* **WHAT YOU SHOULD DO**
Each record should be written out exactly as given.

Recorded data:
══════════

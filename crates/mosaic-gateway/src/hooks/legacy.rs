//! Migration away from the provider-specific `dash_e911` field.

use serde_json::{Map, Value};

const LEGACY_FIELD: &str = "dash_e911";
const CANONICAL_FIELD: &str = "e911";

/// Outgoing body: drop the legacy field, keeping its value as the
/// canonical one only when the canonical field is absent.
pub(crate) fn migrate_request(body: &mut Map<String, Value>) {
    let Some(legacy) = body.remove(LEGACY_FIELD) else {
        return;
    };
    body.entry(CANONICAL_FIELD).or_insert(legacy);
}

/// Incoming document: rename the legacy field when the canonical one is
/// absent. A document carrying both is left untouched.
pub(crate) fn migrate_response(doc: &mut Value) {
    let Some(doc) = doc.as_object_mut() else {
        return;
    };
    if doc.contains_key(CANONICAL_FIELD) {
        return;
    }
    if let Some(legacy) = doc.remove(LEGACY_FIELD) {
        doc.insert(CANONICAL_FIELD.to_string(), legacy);
    }
}

#[cfg(test)]
mod tests {
    use super::*;
    use serde_json::json;

    fn object(v: Value) -> Map<String, Value> {
        v.as_object().cloned().unwrap()
    }

    #[test]
    fn test_request_legacy_only() {
        let mut body = object(json!({"dash_e911": {"street": "Main"}}));
        migrate_request(&mut body);
        assert_eq!(Value::Object(body), json!({"e911": {"street": "Main"}}));
    }

    #[test]
    fn test_request_both_keeps_canonical() {
        let mut body = object(json!({"dash_e911": {"street": "Old"}, "e911": {"street": "New"}}));
        migrate_request(&mut body);
        assert_eq!(Value::Object(body), json!({"e911": {"street": "New"}}));
    }

    #[test]
    fn test_response_rename() {
        let mut doc = json!({"id": "+1555", "dash_e911": {"street": "Main"}});
        migrate_response(&mut doc);
        assert_eq!(doc, json!({"id": "+1555", "e911": {"street": "Main"}}));

        let mut both = json!({"dash_e911": 1, "e911": 2});
        migrate_response(&mut both);
        assert_eq!(both, json!({"dash_e911": 1, "e911": 2}));
    }
}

══════════

* **SOLUTION FOR THIS PROBLEM**
filename crates/mosaic-gateway/src/hooks/legacy.rs
//! Migration away from the provider-specific `dash_e911` field.

use serde_json::{Map, Value};

const LEGACY_FIELD: &str = "dash_e911";
const CANONICAL_FIELD: &str = "e911";

/// Outgoing body: drop the legacy field, keeping its value as the
/// canonical one only when the canonical field is absent.
pub(crate) fn migrate_request(body: &mut Map<String, Value>) {
    let Some(legacy) = body.remove(LEGACY_FIELD) else {
        return;
    };
    body.entry(CANONICAL_FIELD).or_insert(legacy);
}

/// Incoming document: rename the legacy field when the canonical one is
/// absent. A document carrying both is left untouched.
pub(crate) fn migrate_response(doc: &mut Value) {
    let Some(doc) = doc.as_object_mut() else {
        return;
    };
    if doc.contains_key(CANONICAL_FIELD) {
        return;
    }
    if let Some(legacy) = doc.remove(LEGACY_FIELD) {
        doc.insert(CANONICAL_FIELD.to_string(), legacy);
    }
}

#[cfg(test)]
mod tests {
    use super::*;
    use serde_json::json;

    fn object(v: Value) -> Map<String, Value> {
        v.as_object().cloned().unwrap()
    }

    #[test]
    fn test_request_legacy_only() {
        let mut body = object(json!({"dash_e911": {"street": "Main"}}));
        migrate_request(&mut body);
        assert_eq!(Value::Object(body), json!({"e911": {"street": "Main"}}));
    }

    #[test]
    fn test_request_both_keeps_canonical() {
        let mut body = object(json!({"dash_e911": {"street": "Old"}, "e911": {"street": "New"}}));
        migrate_request(&mut body);
        assert_eq!(Value::Object(body), json!({"e911": {"street": "New"}}));
    }

    #[test]
    fn test_response_rename() {
        let mut doc = json!({"id": "+1555", "dash_e911": {"street": "Main"}});
        migrate_response(&mut doc);
        assert_eq!(doc, json!({"id": "+1555", "e911": {"street": "Main"}}));

        let mut both = json!({"dash_e911": 1, "e911": 2});
        migrate_response(&mut both);
        assert_eq!(both, json!({"dash_e911": 1, "e911": 2}));
    }
}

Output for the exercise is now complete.